* [Activity]
Start at the line containing "Arc::new(FnHandler(self))" and transcribe every line exactly through the end of the records below, and only those lines.

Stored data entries

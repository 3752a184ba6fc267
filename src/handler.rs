//! Handler trait and type erasure.
//!
//! The router stores handlers of *different* concrete types in one table, and
//! middleware wrap handlers they know nothing about. Both work on the same
//! trait object, [`BoxedHandler`]:
//!
//! ```text
//! async fn show(req: Request) -> Response { … }   ← user writes this
//!        ↓ router.on(Method::Get, "/", show)
//! show.into_boxed_handler()                      ← Handler blanket impl
//!        ↓
//! Arc::new(FnHandler(show))                      ← stored as BoxedHandler
//!        ↓ middleware wrap it: m1(m2(m3(h)))
//! handler.call(req) at request time              ← one vtable call per layer
//! ```

use std::future::Future;
use std::pin::Pin;
use std::sync::Arc;

use crate::chain::Pipeline;
use crate::request::Request;
use crate::response::{IntoResponse, Response};

// ── Internal types ────────────────────────────────────────────────────────────

/// A heap-allocated, type-erased future that resolves to a [`Response`].
pub type BoxFuture = Pin<Box<dyn Future<Output = Response> + Send + 'static>>;

/// Internal dispatch interface.
///
/// `#[doc(hidden)] pub` rather than `pub(crate)` because it appears in the
/// public `Handler` and `Middleware` signatures.
#[doc(hidden)]
pub trait ErasedHandler {
    fn call(&self, req: Request) -> BoxFuture;
}

/// A type-erased handler shared across concurrent requests.
#[doc(hidden)]
pub type BoxedHandler = Arc<dyn ErasedHandler + Send + Sync + 'static>;

// ── Public Handler trait ──────────────────────────────────────────────────────

/// Implemented for every valid route handler.
///
/// Automatically satisfied by any `async fn` (or closure returning a future)
/// with the shape
///
/// ```text
/// async fn name(req: Request) -> impl IntoResponse
/// ```
///
/// and by a [`Pipeline`] built with [`Chain::then`](crate::Chain::then).
/// The trait is sealed: only the impls in this module can satisfy it.
pub trait Handler: private::Sealed + Send + Sync + 'static {
    #[doc(hidden)]
    fn into_boxed_handler(self) -> BoxedHandler;
}

mod private {
    pub trait Sealed {}
}

// ── Blanket implementations ───────────────────────────────────────────────────

impl<F, Fut, R> private::Sealed for F
where
    F: Fn(Request) -> Fut + Send + Sync + 'static,
    Fut: Future<Output = R> + Send + 'static,
    R: IntoResponse + Send + 'static,
{
}

impl<F, Fut, R> Handler for F
where
    F: Fn(Request) -> Fut + Send + Sync + 'static,
    Fut: Future<Output = R> + Send + 'static,
    R: IntoResponse + Send + 'static,
{
    fn into_boxed_handler(self) -> BoxedHandler {
        Arc::new(FnHandler(self))
    }
}

impl private::Sealed for Pipeline {}

impl Handler for Pipeline {
    fn into_boxed_handler(self) -> BoxedHandler {
        self.into_inner()
    }
}

// ── Concrete wrapper ──────────────────────────────────────────────────────────

/// Bridges a concrete handler `F` into the trait-object world.
struct FnHandler<F>(F);

impl<F, Fut, R> ErasedHandler for FnHandler<F>
where
    F: Fn(Request) -> Fut + Send + Sync,
    Fut: Future<Output = R> + Send + 'static,
    R: IntoResponse + Send + 'static,
{
    fn call(&self, req: Request) -> BoxFuture {
        let fut = (self.0)(req);
        Box::pin(async move { fut.await.into_response() })
    }
}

* [Answer below]
        Arc::new(FnHandler(self))
    }
}

impl private::Sealed for Pipeline {}

impl Handler for Pipeline {
    fn into_boxed_handler(self) -> BoxedHandler {
        self.into_inner()
    }
}

// ── Concrete wrapper ──────────────────────────────────────────────────────────

/// Bridges a concrete handler `F` into the trait-object world.
struct FnHandler<F>(F);

impl<F, Fut, R> ErasedHandler for FnHandler<F>
where
    F: Fn(Request) -> Fut + Send + Sync,
    Fut: Future<Output = R> + Send + 'static,
    R: IntoResponse + Send + 'static,
{
    fn call(&self, req: Request) -> BoxFuture {
        let fut = (self.0)(req);
        Box::pin(async move { fut.await.into_response() })
    }
}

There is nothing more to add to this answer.